O desporto também me ensinou que as ousadias por vezes se pagam caro. Antes que me arrependa de tanta afoiteza ou que alguém mais avisado me ponha a milhas deste projeto, quero aproveitar esta oportunidade para fazer uma confissão e pedir perdão por um pecado que cometi como treinador. Há muitos anos, quando as minhas articulações ainda funcionavam na perfeição, fui treinador do meu filho durante uma época desportiva. Ele tinha apenas 12 anos e participava no treino com o mesmo empenho de qualquer um dos outros jovens jogadores da equipa. No entanto, por mais que ele tentasse destacar-se no campo eu não o via, ou melhor, não lhe dava a importância devida com receio de o poder favorecer.
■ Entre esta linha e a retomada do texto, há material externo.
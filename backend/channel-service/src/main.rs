use actix_cors::Cors;
use actix_web::{middleware::Logger, web, App, HttpServer};
use std::io;
use tracing_subscriber::{layer::SubscriberExt, util::SubscriberInitExt};

use channel_service::services::storage::ObjectStorage;
use channel_service::{
    config::Config,
    db::{create_pool, run_migrations},
    routes::configure_routes,
    security,
};

#[actix_web::main]
async fn main() -> io::Result<()> {
    tracing_subscriber::registry()
        .with(
            tracing_subscriber::EnvFilter::try_from_default_env()
                .unwrap_or_else(|_| "info,actix_web=debug,sqlx=warn".into()),
        )
        .with(tracing_subscriber::fmt::layer())
        .init();

    let config = Config::from_env().expect("Failed to load configuration");

    tracing::info!("Starting channel-service v{}", env!("CARGO_PKG_VERSION"));
    tracing::info!("Environment: {}", config.app.env);

    security::jwt::initialize_secret(&config.jwt.secret)
        .expect("Failed to initialize JWT secret");

    let db_pool = create_pool(&config.database.url, config.database.max_connections)
        .await
        .expect("Failed to create database pool");

    tracing::info!(
        "Database pool created with {} max connections",
        config.database.max_connections
    );

    let run_migrations_env = std::env::var("RUN_MIGRATIONS").unwrap_or_else(|_| "true".into());
    if !config.is_production() && run_migrations_env != "false" {
        tracing::info!("Running database migrations...");
        run_migrations(&db_pool)
            .await
            .expect("Failed to run database migrations");
        tracing::info!("Database migrations completed");
    } else {
        tracing::info!(
            "Skipping database migrations (RUN_MIGRATIONS={})",
            run_migrations_env
        );
    }

    let storage = ObjectStorage::from_config(&config.s3)
        .await
        .expect("Failed to initialize object storage");
    tracing::info!("Object storage initialized (bucket: {})", config.s3.bucket_name);

    let server_config = config.clone();
    let bind_address = format!("{}:{}", config.app.host, config.app.port);

    tracing::info!("Starting HTTP server at {}", bind_address);

    HttpServer::new(move || {
        let mut cors = Cors::default();
        for origin in server_config.cors.allowed_origins.split(',') {
            let origin = origin.trim();
            if origin == "*" {
                cors = cors.allow_any_origin();
            } else {
                cors = cors.allowed_origin(origin);
            }
        }
        cors = cors.allow_any_method().allow_any_header().max_age(3600);

        App::new()
            .app_data(web::Data::new(db_pool.clone()))
            .app_data(web::Data::new(storage.clone()))
            .app_data(web::Data::new(server_config.clone()))
            .wrap(cors)
            .wrap(Logger::default())
            .wrap(tracing_actix_web::TracingLogger::default())
            .configure(configure_routes)
    })
    .bind(&bind_address)?
    .workers(4)
    .run()
    .await
}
Era como se ele fosse invisível. Para além disso, com ele – e só com ele – eu era intransigente em muitas situações e excessivamente severo e exigente. Em todos os treinos eu repetia para comigo: sou apenas o treinador daquele rapaz e nada mais.
Percebi já tarde que treinar o meu filho era uma equação sem solução, uma impossibilidade que deixou marcas pessoais nos dois e teve custos tremendos, mesmo no plano familiar. Naquela época o meu filho deveria ter sido convocado para todos os jogos (e não foi) e deveria ter sido nomeado para a “equipa ideal” do clube e incentivado e acarinhado como os restantes atletas (e também não foi). E porquê? Porque não antecipei o que era óbvio (por princípio um pai nunca deve ser treinador ou professor de um filho) e, sobretudo, porque caí na armadilha do orgulho e do preconceito, tornando o tempo do treino e da competição do meu filho num enorme sacrifício sem alegria, prazer ou divertimento. Visto daqui aquele ano desportivo foi um desastre, só perdi e não tenho a certeza de estar completamente perdoado. Quero com isto também dizer que o desporto é, sem dúvida, uma das melhores formas de “falar ao coração dos jovens” como pede o Papa Francisco. Importa é saber como fazer esse apelo.
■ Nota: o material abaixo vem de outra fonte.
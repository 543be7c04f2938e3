use sqlx::postgres::{PgPool, PgPoolOptions};
use std::time::Duration;

pub mod comment_repo;
pub mod like_repo;
pub mod playlist_repo;
pub mod subscription_repo;
pub mod tweet_repo;
pub mod user_repo;
pub mod video_repo;

pub async fn create_pool(database_url: &str, max_connections: u32) -> Result<PgPool, sqlx::Error> {
    PgPoolOptions::new()
        .max_connections(max_connections)
        .acquire_timeout(Duration::from_secs(10))
        .idle_timeout(Duration::from_secs(300))
        .max_lifetime(Duration::from_secs(1800))
        .connect(database_url)
        .await
}

pub async fn run_migrations(pool: &PgPool) -> Result<(), sqlx::migrate::MigrateError> {
    sqlx::migrate!("../migrations").run(pool).await
}

/// Result of a toggle on a relationship edge: the edge either came into
/// existence or was removed. Two consecutive toggles always return the edge
/// to its original existence state.
#[derive(Debug, Clone)]
pub enum ToggleOutcome<T> {
    Created(T),
    Removed,
}

impl<T> ToggleOutcome<T> {
    pub fn created(&self) -> bool {
        matches!(self, ToggleOutcome::Created(_))
    }
}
Em suma, o atrás exposto tem um único propósito: preparar o caminho que eu gostava me pudesse levar até aos leitores. Revelei os meus medos e as minhas fraquezas, dei a conhecer pecados que cometi e por isso sinto-me mais leve, confiante e muito animado com o desafio.
Gostava de ao longo de 2018 tratar aqui alguns temas da cultura desportiva que motivem a curiosidade dos leitores, temas que são para mim uma espécie de “hot topics” do desporto atual: o futuro dos desportos e a importância da tecnologia na sua evolução, o papel dos emigrantes atletas para o desenvolvimento desportivo das nações, a relevância da genética na procura do atleta perfeito, entre outros. Difícil será trata-los como simplicidade e competência. Peço por isso a Deus que me ajude e me inspire.
* Os jesuítas em Portugal assumem a gestão editorial do Ponto SJ, mas os textos de opinião vinculam apenas os seus autores.